United States District Court, W.D. North Carolina, Charlotte Division
Nov 2, 2021
3:20-cv-00340-MR-WCM (W.D.N.C. Nov. 2, 2021)

Opinion

3:20-cv-00340-MR-WCM

11-02-2021

CHRISTOPHER PERKINS, Plaintiff, v. COMMISSIONER OF THE SOCIAL SECURITY ADMINISTRATION, Defendant.


MEMORANDUM AND RECOMMENDATION

W. CARLETON METCALF UNITED STATES MAGISTRATE JUDGE

This matter is before the Court on the parties' cross motions for summary judgment (Docs. 12, 15), which have been referred to the undersigned pursuant to 28 U.S.C. 636 for the entry of a recommendation.

I. Procedural Background

In September of 2014, Plaintiff Christopher Perkins (“Plaintiff”) filed an application for disability insurance benefits, alleging disability beginning June 15, 2014. Transcript of the Administrative Record (“AR”) 249-255.

On July 16, 2018, following an administrative hearing at which Plaintiff appeared and testified, an Administrative Law Judge (“ALJ”) issued an unfavorable decision. AR 10-35; see also AR 2052-2077 (duplicate of July 16, 2018 decision). Plaintiff appealed, and the matter was remanded to the Commissioner for further consideration. AR 2084-2096; 2097-2100.

On April 6, 2020, following a second administrative hearing at which Plaintiff appeared and testified, the same ALJ issued another unfavorable decision. AR 1994-2022. The April 6, 2020 decision is the Commissioner's final decision for purposes of this action.

II. The ALJ's Decision

The ALJ found that Plaintiff had the severe impairments of “PTSD, alcohol abuse, left knee patellofemoral syndrome, asthma, obesity with secondary obstructive sleep apnea.” AR 1999. After determining that Plaintiff's impairments did not meet or medically equal one of the listed impairments, the ALJ found that through the last date on which Plaintiff was insured, he had the residual functional capacity (“RFC”):

The last date on which Plaintiff was insured for purposes of disability insurance benefits was March 31, 2017. AR 1999.

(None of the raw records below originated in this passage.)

//! LLM Response Validation
//!
//! The consumption contract for text-generation output: extract a JSON
//! value from whatever came back, or report failure so the caller falls
//! back to rule-based enrichment. Non-conforming output is never fatal
//! to a run.

mod json_repair;

pub use json_repair::extract_json_from_response;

to perform the full range of light work....except he was not to climb ladders, ropes or scaffolds. Furthermore, as to other postural limitations, he was limited to occasional. He was to have had no concentrated exposure to hazards such as heights or moving machinery and no concentrated exposure to extreme temperatures or respiratory irritants such as gases, fumes, or chemicals. He was to have no concentrated exposure to loud noises. He was able to maintain concentration for two-hour intervals to perform two-three-step tasks with occasional decision making and occasional changes to the work duties. He was to have no requirement to interact with the general public necessary to perform work duties and no tandem work necessary to perform work duties.

AR 2002-2003.

Applying this RFC, the ALJ found that, from the alleged disability onset date through the date Plaintiff was last insured, Plaintiff had the ability to perform certain jobs that existed in significant numbers in the national economy such that Plaintiff was not disabled. AR 2014-2016.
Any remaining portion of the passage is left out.